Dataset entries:
//! Définition et implémentation des commandes CLI
//!
//! CLI simplifiée:
//! - `init`: création du schéma et des tables
//! - `sync` / `status`: synchronisation des colecciones et suivi
//! - `analyze` / `batch` / `province`: analyses d'afecciones
//! - `load-parcels`: import des parcelles cadastrales

use std::path::PathBuf;
use std::sync::Arc;

use anyhow::{Context, Result};
use clap::{Args, Subcommand};
use tracing::info;

use afecciones::{AnalysisParams, IntersectionKind, WORKING_EPSG};

use crate::backend::{DatabaseBackend, FileBackend, SpatialBackend};
use crate::config::LayerRegistry;
use crate::reproject::Reprojector;
use crate::service::AffectationService;
use crate::store::pool::{create_pool, test_connection, DatabaseConfig};
use crate::store::schema::DEFAULT_SCHEMA;
use crate::store::{parcels as parcel_store, schema};
use crate::sync::{CancelToken, GeoJsonDirSource, SyncStrategy, Synchronizer};

/// Overrides de connexion PostgreSQL (défauts: env POSTGIS_*)
#[derive(Args, Debug, Clone)]
pub struct DbArgs {
    /// PostgreSQL host (défaut: env POSTGIS_HOST / localhost)
    #[arg(long)]
    pub host: Option<String>,

    /// PostgreSQL port (défaut: env POSTGIS_PORT / 5432)
    #[arg(long)]
    pub port: Option<u16>,

    /// PostgreSQL database (défaut: env POSTGIS_DATABASE / gis)
    #[arg(long)]
    pub database: Option<String>,

    /// PostgreSQL user (défaut: env POSTGIS_USER / postgres)
    #[arg(long)]
    pub user: Option<String>,

    /// PostgreSQL password (défaut: env POSTGIS_PASSWORD)
    #[arg(long)]
    pub password: Option<String>,

    /// SSL mode: disable, prefer, require (défaut: env POSTGIS_SSLMODE)
    #[arg(long)]
    pub ssl: Option<String>,
}

impl DbArgs {
    fn resolve(&self) -> DatabaseConfig {
        let mut config = DatabaseConfig::from_env();
        if let Some(host) = &self.host {
            config.host = host.clone();
        }
        if let Some(port) = self.port {
            config.port = port;
        }
        if let Some(database) = &self.database {
            config.dbname = database.clone();
        }
        if let Some(user) = &self.user {
            config.user = user.clone();
        }
        if let Some(password) = &self.password {
            config.password = Some(password.clone());
        }
        if let Some(ssl) = &self.ssl {
            if let Ok(mode) = ssl.parse() {
                config.ssl_mode = mode;
            }
        }
        config
    }
}

/// Paramètres d'analyse communs à analyze/batch
#[derive(Args, Debug, Clone)]
pub struct AnalysisArgs {
    /// Capas à analyser, séparées par des virgules (défaut: toutes
    /// les capas actives synchronisées)
    #[arg(long, value_delimiter = ',')]
    pub layers: Vec<String>,

    /// Buffer en mètres (distance pour --type dwithin)
    #[arg(long, default_value_t = 0.0)]
    pub buffer: f64,

    /// Type d'intersection: intersects, contains, within, dwithin
    #[arg(long = "type", default_value = "intersects")]
    pub intersection: String,

    /// Surface minimale en m² (seuil de bruit)
    #[arg(long, default_value_t = 0.0)]
    pub min_area: f64,

    /// Pourcentage minimal (seuil de bruit)
    #[arg(long, default_value_t = 0.0)]
    pub min_percent: f64,

    /// Répertoire GeoJSON local: force le backend fichier, sans base
    #[arg(long)]
    pub layers_dir: Option<PathBuf>,

    /// Registre de capas: preset (mapama) ou chemin JSON
    #[arg(long, default_value = "mapama")]
    pub registry: String,
}

impl AnalysisArgs {
    fn params(&self) -> Result<AnalysisParams> {
        let intersection: IntersectionKind = self
            .intersection
            .parse()
            .map_err(|e: String| anyhow::anyhow!(e))?;
        Ok(AnalysisParams {
            layers: self.layers.clone(),
            buffer_m: self.buffer,
            intersection,
            min_area_m2: self.min_area,
            min_percent: self.min_percent,
        })
    }
}

#[derive(Subcommand)]
pub enum Commands {
    /// Initialise le schéma, les tables et les index
    Init {
        /// Schéma PostgreSQL cible
        #[arg(long, default_value = DEFAULT_SCHEMA)]
        schema: String,

        #[command(flatten)]
        db: DbArgs,
    },

    /// Synchronise une colección (ou un namespace) vers PostGIS
    Sync {
        /// Colección à synchroniser (ex: biodiversidad:red_natura_2000)
        collection: Option<String>,

        /// Synchroniser toutes les colecciones d'un namespace
        #[arg(long, conflicts_with = "collection")]
        namespace: Option<String>,

        /// Stratégie d'écriture: replace, append, upsert
        #[arg(long, default_value = "replace")]
        strategy: String,

        /// Répertoire de fichiers <colección>.geojson servant de source
        #[arg(long)]
        source_dir: PathBuf,

        /// EPSG des géométries des fichiers source
        #[arg(long, default_value_t = 4326)]
        source_epsg: u32,

        /// Taille de page de la source
        #[arg(long, default_value_t = 5000)]
        page_size: u64,

        #[arg(long, default_value = DEFAULT_SCHEMA)]
        schema: String,

        /// Sortie JSON du rapport
        #[arg(long)]
        json: bool,

        #[command(flatten)]
        db: DbArgs,
    },

    /// État des synchronisations (table de contrôle)
    Status {
        /// Filtrer par namespace
        #[arg(long)]
        namespace: Option<String>,

        #[arg(long, default_value = DEFAULT_SCHEMA)]
        schema: String,

        /// Sortie JSON
        #[arg(long)]
        json: bool,

        #[command(flatten)]
        db: DbArgs,
    },

    /// Analyse les afecciones d'une parcelle
    Analyze {
        /// Référence cadastrale (14 ou 20 caractères)
        refcat: String,

        #[command(flatten)]
        analysis: AnalysisArgs,

        #[arg(long, default_value = DEFAULT_SCHEMA)]
        schema: String,

        #[command(flatten)]
        db: DbArgs,
    },

    /// Analyse par lot: une référence en échec n'interrompt pas les autres
    Batch {
        /// Références cadastrales
        #[arg(required = true)]
        refcats: Vec<String>,

        #[command(flatten)]
        analysis: AnalysisArgs,

        #[arg(long, default_value = DEFAULT_SCHEMA)]
        schema: String,

        #[command(flatten)]
        db: DbArgs,
    },

    /// Résumé des afecciones d'une province
    Province {
        /// Code province (ex: 04)
        code: String,

        #[command(flatten)]
        analysis: AnalysisArgs,

        #[arg(long, default_value = DEFAULT_SCHEMA)]
        schema: String,

        #[command(flatten)]
        db: DbArgs,
    },

    /// Charge des parcelles cadastrales depuis un GeoJSON
    LoadParcels {
        /// Fichier GeoJSON de parcelles (propriété refcat obligatoire)
        path: PathBuf,

        /// EPSG des géométries du fichier
        #[arg(long, default_value_t = WORKING_EPSG)]
        source_epsg: u32,

        #[arg(long, default_value = DEFAULT_SCHEMA)]
        schema: String,

        #[command(flatten)]
        db: DbArgs,
    },
}

/// Exécute la commande init
pub async fn cmd_init(schema: &str, db: &DbArgs) -> Result<()> {
    let pool = connect(db).await?;
    schema::create_schema(&pool, schema).await?;
    schema::ensure_indexes(&pool, schema).await?;
    println!("Schema {} ready", schema);
    Ok(())
}

/// Exécute la commande sync
#[allow(clippy::too_many_arguments)]
pub async fn cmd_sync(
    collection: Option<String>,
    namespace: Option<String>,
    strategy: &str,
    source_dir: &PathBuf,
    source_epsg: u32,
    page_size: u64,
    schema: &str,
    json: bool,
    db: &DbArgs,
) -> Result<()> {
    let strategy: SyncStrategy = strategy.parse().map_err(|e: String| anyhow::anyhow!(e))?;
    let pool = connect(db).await?;
    let source = Arc::new(GeoJsonDirSource::new(source_dir.clone(), source_epsg));
    let synchronizer =
        Synchronizer::new(pool, source, schema.to_string()).with_page_size(page_size);
    let cancel = CancelToken::new();

    let reports = match (collection, namespace) {
        (Some(collection), _) => vec![synchronizer.sync(&collection, strategy, &cancel).await?],
        (None, Some(namespace)) => {
            synchronizer
                .sync_namespace(&namespace, strategy, &cancel)
                .await?
        }
        (None, None) => anyhow::bail!("Provide a collection or --namespace"),
    };

    if json {
        println!("{}", serde_json::to_string_pretty(&reports)?);
    } else {
        for report in &reports {
            report.display();
        }
    }
    Ok(())
}

/// Exécute la commande status
pub async fn cmd_status(
    namespace: Option<&str>,
    schema: &str,
    json: bool,
    db: &DbArgs,
) -> Result<()> {
    let pool = connect(db).await?;
    let records = crate::sync::status::list_records(&pool, schema, namespace).await?;

    if json {
        println!("{}", serde_json::to_string_pretty(&records)?);
        return Ok(());
    }

    if records.is_empty() {
        println!("No sync records");
        return Ok(());
    }

    println!(
        "{:<42} {:<10} {:>10}  {:<20} {}",
        "COLLECTION", "STATUS", "FEATURES", "LAST SYNC", "ERROR"
    );
    for record in records {
        println!(
            "{:<42} {:<10} {:>10}  {:<20} {}",
            record.collection_id,
            record.status.as_str(),
            record.feature_count,
            record
                .last_sync
                .map(|t| t.format("%Y-%m-%d %H:%M:%S").to_string())
                .unwrap_or_else(|| "-".into()),
            record.error_message.as_deref().unwrap_or("")
        );
    }
    Ok(())
}

/// Exécute la commande analyze
pub async fn cmd_analyze(
    refcat: &str,
    analysis: &AnalysisArgs,
    schema: &str,
    db: &DbArgs,
) -> Result<()> {
    let params = analysis.params()?;
    match &analysis.layers_dir {
        Some(dir) => {
            let service = file_service(dir, &analysis.registry)?;
            let summary = service.get_affectations(refcat, &params).await?;
            println!("{}", serde_json::to_string_pretty(&summary)?);
        }
        None => {
            let service = db_service(db, schema, &analysis.registry).await?;
            let summary = service.get_affectations(refcat, &params).await?;
            println!("{}", serde_json::to_string_pretty(&summary)?);
        }
    }
    Ok(())
}

/// Exécute la commande batch
pub async fn cmd_batch(
    refcats: &[String],
    analysis: &AnalysisArgs,
    schema: &str,
    db: &DbArgs,
) -> Result<()> {
    let params = analysis.params()?;
    match &analysis.layers_dir {
        Some(dir) => {
            let service = file_service(dir, &analysis.registry)?;
            let report = service.get_affectations_batch(refcats, &params).await?;
            println!("{}", serde_json::to_string_pretty(&report)?);
        }
        None => {
            let service = db_service(db, schema, &analysis.registry).await?;
            let report = service.get_affectations_batch(refcats, &params).await?;
            println!("{}", serde_json::to_string_pretty(&report)?);
        }
    }
    Ok(())
}

/// Exécute la commande province
pub async fn cmd_province(
    code: &str,
    analysis: &AnalysisArgs,
    schema: &str,
    db: &DbArgs,
) -> Result<()> {
    match &analysis.layers_dir {
        Some(dir) => {
            let service = file_service(dir, &analysis.registry)?;
            let summary = service.get_province_summary(code, &analysis.layers).await?;
            println!("{}", serde_json::to_string_pretty(&summary)?);
        }
        None => {
            let service = db_service(db, schema, &analysis.registry).await?;
            let summary = service.get_province_summary(code, &analysis.layers).await?;
            println!("{}", serde_json::to_string_pretty(&summary)?);
        }
    }
    Ok(())
}

/// Exécute la commande load-parcels
pub async fn cmd_load_parcels(
    path: &PathBuf,
    source_epsg: u32,
    schema: &str,
    db: &DbArgs,
) -> Result<()> {
    let reprojector = Reprojector::new(source_epsg, WORKING_EPSG)?;
    let reproject_ref = (source_epsg != WORKING_EPSG).then_some(&reprojector);

    let (parcels, skipped) =
        crate::backend::file::load_parcels_file(path, reproject_ref)
            .with_context(|| format!("Failed to load parcels from {}", path.display()))?;

    info!(
        parcels = parcels.len(),
        skipped = skipped,
        "Parcels parsed from {}",
        path.display()
    );

    let pool = connect(db).await?;
    schema::create_schema(&pool, schema).await?;
    let (written, write_skipped) = parcel_store::upsert_parcels(&pool, schema, &parcels).await?;
    schema::ensure_indexes(&pool, schema).await?;

    println!("\n=== Load parcels ===");
    println!("File: {}", path.display());
    println!("Parsed: {} (skipped {})", parcels.len(), skipped);
    println!("Written: {} (skipped {})", written, write_skipped);
    Ok(())
}

async fn connect(db: &DbArgs) -> Result<deadpool_postgres::Pool> {
    let config = db.resolve();
    info!(
        host = %config.host,
        port = config.port,
        dbname = %config.dbname,
        user = %config.user,
        "Connecting to PostgreSQL"
    );
    let pool = create_pool(&config).await?;
    test_connection(&pool).await?;
    Ok(pool)
}

fn file_service(dir: &PathBuf, registry_spec: &str) -> Result<AffectationService<FileBackend>> {
    let registry = LayerRegistry::resolve(registry_spec)?;
    let backend = FileBackend::open(dir, &registry)?;
    Ok(AffectationService::new(backend))
}

async fn db_service(
    db: &DbArgs,
    schema: &str,
    registry_spec: &str,
) -> Result<AffectationService<impl SpatialBackend>> {
    let config = db.resolve();
    let registry = LayerRegistry::resolve(registry_spec)?;
    let pool = create_pool(&config).await?;
    test_connection(&pool).await?;
    let backend = DatabaseBackend::new(pool, schema, registry, config.query_timeout)
        .map_err(|e| anyhow::anyhow!("{e}"))?;
    Ok(AffectationService::new(backend))
}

**Action item:** Your job is to copy out every line from the records above that has the word "Répertoire".

**Reply:**
    /// Répertoire GeoJSON local: force le backend fichier, sans base
        /// Répertoire de fichiers <colección>.geojson servant de source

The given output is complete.